Today, an unrelenting faith in analytics and its predictive power imbues our relationship with topics as far-reaching as politics and health care under this notion that everything can be quantified. The New York Times’s recent headline surrounding former Microsoft CEO Steve Ballmer’s efforts to build a “‘Moneyball’ for Government” suggests that moneyball-as-analogy is here to stay.
Tyranny of Spreadsheets
Twenty years after Moneyball, Michael Lewis’s broader journalistic project has become quite clear. Lewis’s 2010 bestseller The Big Short: Inside the Doomsday Machine picked up on Moneyball’s success, becoming the public’s focal point for understanding the 2008 financial crisis in layman’s terms (the book even followed Moneyball’s blueprint as a crossover Hollywood blockbuster).
The central problem with Moneyball, and The Big Short to boot, is not the writing itself — Lewis is clearly a talented storyteller with a knack for teasing out complex ideas with compelling narratives.
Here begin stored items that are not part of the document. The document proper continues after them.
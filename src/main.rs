//! `lim [-debug=<n>] <progfile>`: the CLI entry point (`spec.md` §6),
//! grounded on the teacher's `clap`-derive argument parsing. Wires
//! lex -> parse -> annotate -> mark -> interpret and maps every outcome to
//! the exit-status/stderr-message contract in §6/§7.

use std::fs;
use std::io::{self, Write as _};
use std::path::Path;
use std::process::ExitCode;

use clap::Parser;

use lim_rs::annotator::annotate;
use lim_rs::atom::AtomTable;
use lim_rs::error::RuntimeError;
use lim_rs::interpreter::run_program;
use lim_rs::marker::mark_program;
use lim_rs::parser::parse_program;
use lim_rs::state::State;

/// LIM: a total-failure-driven backtracking command language.
#[derive(Parser, Debug)]
#[command(about, long_about = None)]
struct Args {
    /// Debug bit mask: 1 = Err pure-on-input, 2 = dump tree before
    /// annotation, 4 = dump tree after annotation, 8 = dump tree after
    /// marking.
    #[arg(long = "debug", default_value_t = 0)]
    debug: u32,

    /// Program source file.
    progfile: String,
}

fn progname() -> String {
    std::env::args()
        .next()
        .map(|p| {
            Path::new(&p)
                .file_name()
                .map(|n| n.to_string_lossy().into_owned())
                .unwrap_or(p)
        })
        .unwrap_or_else(|| "lim".to_string())
}

fn dump_tree(label: &str, program: &lim_rs::tree::Program) {
    eprintln!("--- {} ---", label);
    eprintln!("{:#?}", program);
}

fn main() -> ExitCode {
    tracing_subscriber::fmt()
        .with_env_filter(tracing_subscriber::EnvFilter::from_default_env())
        .with_writer(io::stderr)
        .init();

    let args = Args::parse();
    let prog = progname();

    let src = match fs::read_to_string(&args.progfile) {
        Ok(s) => s,
        Err(e) => {
            eprintln!("{}: {}", prog, e);
            return ExitCode::from(2);
        }
    };

    let mut atoms = AtomTable::new();
    let mut program = match parse_program(&src, &mut atoms) {
        Ok(p) => p,
        Err(e) => {
            eprintln!("{}: {}", prog, e);
            return ExitCode::from(2);
        }
    };

    if args.debug & 0x2 != 0 {
        dump_tree("before annotation", &program);
    }

    let err_pure_on_input = args.debug & 0x1 != 0;
    if let Err(errors) = annotate(&mut program, &mut atoms, err_pure_on_input) {
        for e in &errors {
            eprintln!("{}: {}", prog, e);
        }
        return ExitCode::from(2);
    }

    if args.debug & 0x4 != 0 {
        dump_tree("after annotation", &program);
    }

    mark_program(&mut program, err_pure_on_input);

    if args.debug & 0x8 != 0 {
        dump_tree("after marking", &program);
    }

    let stdin = io::stdin();
    let stdout = io::stdout();
    let mut state = State::new(program.n_globals, program.n_mutables, stdin.lock(), stdout.lock());

    match run_program(&program, &mut state) {
        Ok(true) => match state.finish() {
            Ok(()) => ExitCode::SUCCESS,
            Err(e) => {
                eprintln!("{}: {}", prog, e);
                ExitCode::from(2)
            }
        },
        Ok(false) => {
            let chars_read = state.reader_tell();
            // "On guard failure, the output is truncated to position zero."
            let _ = state.writer().seek(0);
            let _ = state.finish();
            let _ = writeln!(io::stderr(), "{}: guard failure\nnumber of chars read = {}.", prog, chars_read);
            ExitCode::from(1)
        }
        Err(RuntimeError::Abort {
            line,
            chars_read,
            chars_written,
        }) => {
            let _ = state.finish();
            eprintln!("{} aborted at line {}, read {} chars, wrote {} chars", prog, line, chars_read, chars_written);
            ExitCode::from(2)
        }
        Err(RuntimeError::DivisionByZero { line }) => {
            let _ = state.finish();
            eprintln!("{}: division by zero near line {}", prog, line);
            ExitCode::from(2)
        }
        Err(RuntimeError::ModByZero { line }) => {
            let _ = state.finish();
            eprintln!("{}: mod by zero near line {}", prog, line);
            ExitCode::from(2)
        }
        Err(e) => {
            let _ = state.finish();
            eprintln!("{}: {}", prog, e);
            ExitCode::from(2)
        }
    }
}
//! Buffered writer with bounded backward seek (`spec.md` §4.C), grounded on
//! `stdlimwr.c`: a fixed-size ring buffer flushed in fixed chunks. A
//! backward seek only succeeds while the target position is still inside
//! the unflushed window `[st, cur)` -- once bytes are flushed to the sink
//! they can no longer be taken back, matching the source's ring-bound
//! restriction exactly.

use std::io::{self, Write};

pub const BUFLEN: usize = 32 * 1024;
pub const WRITELEN: usize = 8 * 1024;

pub struct Writer<W: Write> {
    sink: W,
    buf: Vec<u8>,
    /// Logical offset of the first byte not yet flushed to the sink.
    st: u32,
    /// Logical offset one past the last byte written so far.
    cur: u32,
}

impl<W: Write> Writer<W> {
    pub fn new(sink: W) -> Self {
        Writer {
            sink,
            buf: vec![0u8; BUFLEN],
            st: 0,
            cur: 0,
        }
    }

    /// Flush up to `WRITELEN` bytes of the committed prefix to the sink. A
    /// short/failed write is fatal -- matching the source's "bail on first
    /// write error" policy (§9 design notes): it does not retry.
    fn flush_chunk(&mut self) -> io::Result<()> {
        let bufpos = (self.st as usize) % BUFLEN;
        let pending = (self.cur - self.st) as usize;
        let want = WRITELEN.min(BUFLEN - bufpos).min(pending);
        if want == 0 {
            return Ok(());
        }
        let n = self.sink.write(&self.buf[bufpos..bufpos + want])?;
        if n == 0 {
            return Err(io::Error::new(
                io::ErrorKind::WriteZero,
                "writer: sink accepted zero bytes",
            ));
        }
        self.st += n as u32;
        Ok(())
    }

    pub fn put(&mut self, bytes: &[u8]) -> io::Result<()> {
        let mut offset = 0usize;
        while offset < bytes.len() {
            let used = (self.cur - self.st) as usize;
            if used == BUFLEN {
                self.flush_chunk()?;
                continue;
            }
            let bufpos = (self.cur as usize) % BUFLEN;
            let room = BUFLEN - used;
            let space_to_wrap = BUFLEN - bufpos;
            let take = room.min(space_to_wrap).min(bytes.len() - offset);
            self.buf[bufpos..bufpos + take].copy_from_slice(&bytes[offset..offset + take]);
            self.cur += take as u32;
            offset += take;
        }
        Ok(())
    }

    pub fn tell(&self) -> u32 {
        self.cur
    }

    /// Backward seek: only succeeds if `n` is still in the unflushed window.
    /// Bytes from `n` to the old `cur` are discarded (truncated).
    pub fn seek(&mut self, n: u32) -> io::Result<bool> {
        assert!(n <= self.cur, "writer: forward seek requested");
        if n >= self.st {
            self.cur = n;
            Ok(true)
        } else {
            Ok(false)
        }
    }

    pub fn close(mut self) -> io::Result<()> {
        while self.st != self.cur {
            self.flush_chunk()?;
        }
        self.sink.flush()
    }
}

#[cfg(test)]
mod tests {
    use super::*;

    #[test]
    fn put_then_close_flushes_everything() {
        let mut out = Vec::new();
        {
            let mut w = Writer::new(&mut out);
            w.put(b"hello").unwrap();
            w.close().unwrap();
        }
        assert_eq!(out, b"hello");
    }

    #[test]
    fn seek_to_zero_truncates_unflushed_output() {
        let mut out = Vec::new();
        {
            let mut w = Writer::new(&mut out);
            w.put(b"hello").unwrap();
            assert_eq!(w.seek(0).unwrap(), true);
            w.close().unwrap();
        }
        assert_eq!(out, b"");
    }

    #[test]
    fn seek_before_flushed_prefix_fails() {
        let mut out = Vec::new();
        let mut w = Writer::new(&mut out);
        let big = vec![b'x'; BUFLEN + WRITELEN];
        w.put(&big).unwrap();
        assert_eq!(w.seek(0).unwrap(), false);
    }
}
//! Atom table: interning of names to unique, identity-comparable handles.
//!
//! The source (`atom.c`) chains names into a fixed-size bucket array and
//! never frees an entry. The contract (`spec.md` §4.A) only requires O(1)
//! identity equality, so this reimplementation interns into a `HashMap` and
//! keeps a side vector for the reverse (debug-dump) lookup, rather than
//! reproducing the bucket-array layout.

use std::collections::HashMap;

/// A unique identity for an interned name. Equality is identity (`PartialEq`
/// on the wrapped index, never on the string contents).
#[derive(Debug, Clone, Copy, PartialEq, Eq, Hash, PartialOrd, Ord)]
pub struct Atom(u32);

/// Process-wide table of interned names. Atoms are never reclaimed, matching
/// the source's lifetime contract.
#[derive(Debug, Default)]
pub struct AtomTable {
    by_name: HashMap<Box<str>, Atom>,
    names: Vec<Box<str>>,
}

impl AtomTable {
    pub fn new() -> Self {
        AtomTable {
            by_name: HashMap::new(),
            names: Vec::new(),
        }
    }

    /// Returns the unique atom for `name`, interning it on first sight.
    pub fn intern(&mut self, name: &str) -> Atom {
        if let Some(&atom) = self.by_name.get(name) {
            return atom;
        }
        let atom = Atom(self.names.len() as u32);
        self.names.push(name.into());
        self.by_name.insert(name.into(), atom);
        atom
    }

    pub fn name(&self, atom: Atom) -> &str {
        &self.names[atom.0 as usize]
    }
}

impl Atom {
    /// Constructs an atom with an arbitrary identity, for tests that only
    /// need distinct handles and have no `AtomTable` at hand.
    #[cfg(test)]
    pub fn for_test(n: u32) -> Atom {
        Atom(n)
    }
}

#[cfg(test)]
mod tests {
    use super::*;

    #[test]
    fn identical_names_intern_to_the_same_atom() {
        let mut table = AtomTable::new();
        let a = table.intern("Main");
        let b = table.intern("Main");
        assert_eq!(a, b);
    }

    #[test]
    fn distinct_names_intern_to_distinct_atoms() {
        let mut table = AtomTable::new();
        let a = table.intern("Main");
        let b = table.intern("Rd");
        assert_ne!(a, b);
    }

    #[test]
    fn name_round_trips() {
        let mut table = AtomTable::new();
        let a = table.intern("x");
        assert_eq!(table.name(a), "x");
    }
}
But like The Big Short and Lewis’s 2014 book Flash Boys: A Wall Street Revolt, which position a handful of rogue traders and financial analysts as protagonists, Moneyball turns the managers into players to root for.
In this worldview, the new sports field is the financial market, and the new game is the thrilling quest to find “edge,” whether in the form of shorting failing subprime mortgage–backed securities or creating new efficiency metrics for evaluating labor. The numbers whizzes in Lewis’s narratives are the little guys, up against lumbering, cartoonishly evil corporate behemoths. But what about those other scrappy underdogs? Rather than encouraging us to consider the ways in which baseball players themselves are exploited as laborers, Lewis leaves us with an invitation to play manager and fantasize about fulfilling our own quest to “find edge” by peering past the human, deep into the stats and figures.
Michael Lewis has made a career out of those who see financial markets differently, and cash in on what they see. There’s no doubt that his subjects have special, enviable abilities. But do they really leave the world better? The mechanization, quantification, and financialization of everything undoubtedly renders life less warm and dimensional, cramming it into spreadsheets while also fine-tuning the machines of exploitation and inequality. Maybe such stories are actually cautionary tales, in which case we’re cheering at our own submission to the tyranny of numbers with dollar signs in front of them.